=== EXERCISE DESCRIPTION ===
Below are the records. Restate word for word every line from the one that contains "Double tap ─────────────────────────────────────────────────────" through the final line, both included.

═════ RECORDS FOR THIS EXERCISE ═════

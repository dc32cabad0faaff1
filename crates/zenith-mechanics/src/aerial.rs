//! Aerial detectors: fast aerials, flip resets, musty aerials, heli resets
//! and double taps.
//!
//! A "reset" is the step `has_flip` goes from false to true while the car
//! is high in the air, which in practice means all four wheels touched the
//! ball. Fast aerial and double tap drop their state on touchdown; heli
//! reset keeps its spin flag until it pays.

use zenith_core::{AgentId, GameState};
use zenith_reward::{AgentRewards, Detector, StepContext};

use crate::memory::AgentMemory;
use crate::touch::TouchTracker;

fn initial_has_flip(initial: &GameState, agent: AgentId) -> bool {
    initial.cars.get(&agent).map_or(true, |c| c.has_flip)
}

// ── Fast aerial ────────────────────────────────────────────────────

const FAST_AERIAL_MIN_Z: f32 = 100.0;
const FAST_AERIAL_VZ: f32 = 1000.0;
const FAST_AERIAL_WINDOW: u32 = 30;
const HIGH_BALL_Z: f32 = 600.0;
const HIGH_BALL_DIST: f32 = 500.0;

/// Rapid boosted climb right after leaving the ground.
///
/// Within the first 30 airborne steps above 100 uu, a boosting climb faster
/// than 1000 uu/s pays 2, or 4 when the ball is above 600 and within 500 uu.
#[derive(Clone, Debug, Default, PartialEq)]
pub struct FastAerial {
    airborne_frames: AgentMemory<u32>,
}

impl FastAerial {
    /// Build the detector.
    pub fn new() -> Self {
        Self::default()
    }
}

impl Detector for FastAerial {
    fn name(&self) -> &str {
        "fast_aerial"
    }

    fn reset(&mut self, agents: &[AgentId], _initial: &GameState) {
        self.airborne_frames.reset(agents, |_| 0);
    }

    fn step(&mut self, ctx: &StepContext<'_>) -> AgentRewards {
        let ball = ctx.ball();

        let mut rewards = AgentRewards::with_capacity(ctx.cars().len());
        for &(id, car) in ctx.cars() {
            let frames = self.airborne_frames.slot(id);
            let reward = if !car.on_ground && car.height() > FAST_AERIAL_MIN_Z {
                *frames += 1;
                let climbing = car.physics.linear_velocity.z > FAST_AERIAL_VZ && car.is_boosting;
                if climbing && *frames < FAST_AERIAL_WINDOW {
                    let toward_high_ball = ball.position.z > HIGH_BALL_Z
                        && car.distance_to(&ball.position) < HIGH_BALL_DIST;
                    if toward_high_ball {
                        4.0
                    } else {
                        2.0
                    }
                } else {
                    0.0
                }
            } else {
                *frames = 0;
                0.0
            };
            rewards.insert(id, reward);
        }
        rewards
    }
}

// ── Flip reset ─────────────────────────────────────────────────────

const RESET_MIN_Z: f32 = 200.0;
const RESET_MAX_BALL_DIST: f32 = 250.0;

/// Flip regained above 200 uu while within 250 uu of the ball: 20.
#[derive(Clone, Debug, Default, PartialEq)]
pub struct FlipReset {
    had_flip: AgentMemory<bool>,
}

impl FlipReset {
    /// Build the detector.
    pub fn new() -> Self {
        Self::default()
    }
}

impl Detector for FlipReset {
    fn name(&self) -> &str {
        "flip_reset"
    }

    fn reset(&mut self, agents: &[AgentId], initial: &GameState) {
        self.had_flip
            .reset(agents, |a| initial_has_flip(initial, a));
    }

    fn step(&mut self, ctx: &StepContext<'_>) -> AgentRewards {
        let ball = ctx.ball();

        let mut rewards = AgentRewards::with_capacity(ctx.cars().len());
        for &(id, car) in ctx.cars() {
            let had_flip = self.had_flip.slot(id);
            let regained = !*had_flip && car.has_flip && car.height() > RESET_MIN_Z;
            let reward = if regained && car.distance_to(&ball.position) < RESET_MAX_BALL_DIST {
                20.0
            } else {
                0.0
            };
            *had_flip = car.has_flip;
            rewards.insert(id, reward);
        }
        rewards
    }
}

// ── Musty aerial ───────────────────────────────────────────────────

const MUSTY_MIN_Z: f32 = 200.0;
const MUSTY_MAX_PITCH: f32 = -0.5;

/// New touch above 200 uu with the nose pitched below -0.5 rad: 18.
#[derive(Clone, Debug, Default, PartialEq)]
pub struct MustyAerial {
    touches: TouchTracker,
}

impl MustyAerial {
    /// Build the detector.
    pub fn new() -> Self {
        Self::default()
    }
}

impl Detector for MustyAerial {
    fn name(&self) -> &str {
        "musty_aerial"
    }

    fn reset(&mut self, agents: &[AgentId], initial: &GameState) {
        self.touches.reset(agents, initial);
    }

    fn step(&mut self, ctx: &StepContext<'_>) -> AgentRewards {
        let mut rewards = AgentRewards::with_capacity(ctx.cars().len());
        for &(id, car) in ctx.cars() {
            let touched = self.touches.update(id, car);
            let musty =
                touched && car.height() > MUSTY_MIN_Z && car.physics.pitch() < MUSTY_MAX_PITCH;
            rewards.insert(id, if musty { 18.0 } else { 0.0 });
        }
        rewards
    }
}

// ── Heli reset ─────────────────────────────────────────────────────

const HELI_MIN_Z: f32 = 200.0;
const HELI_MIN_SPIN: f32 = 5.0;

#[derive(Clone, Debug, Default, PartialEq)]
struct HeliState {
    had_flip: bool,
    high_spin: bool,
}

/// Flip regained after a fast spin (angular speed above 5 while above
/// 200 uu): 25.
///
/// The spin is remembered until a flip is regained, touchdowns included,
/// so a landing that restores the flip after a high spin also pays.
#[derive(Clone, Debug, Default, PartialEq)]
pub struct HeliReset {
    agents: AgentMemory<HeliState>,
}

impl HeliReset {
    /// Build the detector.
    pub fn new() -> Self {
        Self::default()
    }
}

impl Detector for HeliReset {
    fn name(&self) -> &str {
        "heli_reset"
    }

    fn reset(&mut self, agents: &[AgentId], initial: &GameState) {
        self.agents.reset(agents, |a| HeliState {
            had_flip: initial_has_flip(initial, a),
            high_spin: false,
        });
    }

    fn step(&mut self, ctx: &StepContext<'_>) -> AgentRewards {
        let mut rewards = AgentRewards::with_capacity(ctx.cars().len());
        for &(id, car) in ctx.cars() {
            let mem = self.agents.slot(id);
            if car.height() > HELI_MIN_Z && car.physics.spin() > HELI_MIN_SPIN {
                mem.high_spin = true;
            }

            let reward = if !mem.had_flip && car.has_flip && mem.high_spin {
                mem.high_spin = false;
                25.0
            } else {
                0.0
            };
            mem.had_flip = car.has_flip;
            rewards.insert(id, reward);
        }
        rewards
    }
}

// ── Double tap ─────────────────────────────────────────────────────

const TAP_BALL_Z: f32 = 300.0;
const TAP_CAR_Z: f32 = 200.0;

/// Second aerial touch (ball above 300, car above 200) without touching
/// down in between: 18.
#[derive(Clone, Debug, Default, PartialEq)]
pub struct DoubleTap {
    touches: TouchTracker,
    aerial_touches: AgentMemory<u32>,
}

impl DoubleTap {
    /// Build the detector.
    pub fn new() -> Self {
        Self::default()
    }
}

impl Detector for DoubleTap {
    fn name(&self) -> &str {
        "double_tap"
    }

    fn reset(&mut self, agents: &[AgentId], initial: &GameState) {
        self.touches.reset(agents, initial);
        self.aerial_touches.reset(agents, |_| 0);
    }

    fn step(&mut self, ctx: &StepContext<'_>) -> AgentRewards {
        let ball_z = ctx.ball().position.z;

        let mut rewards = AgentRewards::with_capacity(ctx.cars().len());
        for &(id, car) in ctx.cars() {
            let touched = self.touches.update(id, car);
            let count = self.aerial_touches.slot(id);

            let reward = if touched && ball_z > TAP_BALL_Z && car.height() > TAP_CAR_Z {
                *count += 1;
                if *count >= 2 {
                    *count = 0;
                    18.0
                } else {
                    0.0
                }
            } else {
                0.0
            };
            if car.on_ground {
                *count = 0;
            }
            rewards.insert(id, reward);
        }
        rewards
    }
}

═════

=== ANSWER BOX ===
// ── Double tap ─────────────────────────────────────────────────────

const TAP_BALL_Z: f32 = 300.0;
const TAP_CAR_Z: f32 = 200.0;

/// Second aerial touch (ball above 300, car above 200) without touching
/// down in between: 18.
#[derive(Clone, Debug, Default, PartialEq)]
pub struct DoubleTap {
    touches: TouchTracker,
    aerial_touches: AgentMemory<u32>,
}

impl DoubleTap {
    /// Build the detector.
    pub fn new() -> Self {
        Self::default()
    }
}

impl Detector for DoubleTap {
    fn name(&self) -> &str {
        "double_tap"
    }

    fn reset(&mut self, agents: &[AgentId], initial: &GameState) {
        self.touches.reset(agents, initial);
        self.aerial_touches.reset(agents, |_| 0);
    }

    fn step(&mut self, ctx: &StepContext<'_>) -> AgentRewards {
        let ball_z = ctx.ball().position.z;

        let mut rewards = AgentRewards::with_capacity(ctx.cars().len());
        for &(id, car) in ctx.cars() {
            let touched = self.touches.update(id, car);
            let count = self.aerial_touches.slot(id);

            let reward = if touched && ball_z > TAP_BALL_Z && car.height() > TAP_CAR_Z {
                *count += 1;
                if *count >= 2 {
                    *count = 0;
                    18.0
                } else {
                    0.0
                }
            } else {
                0.0
            };
            if car.on_ground {
                *count = 0;
            }
            rewards.insert(id, reward);
        }
        rewards
    }
}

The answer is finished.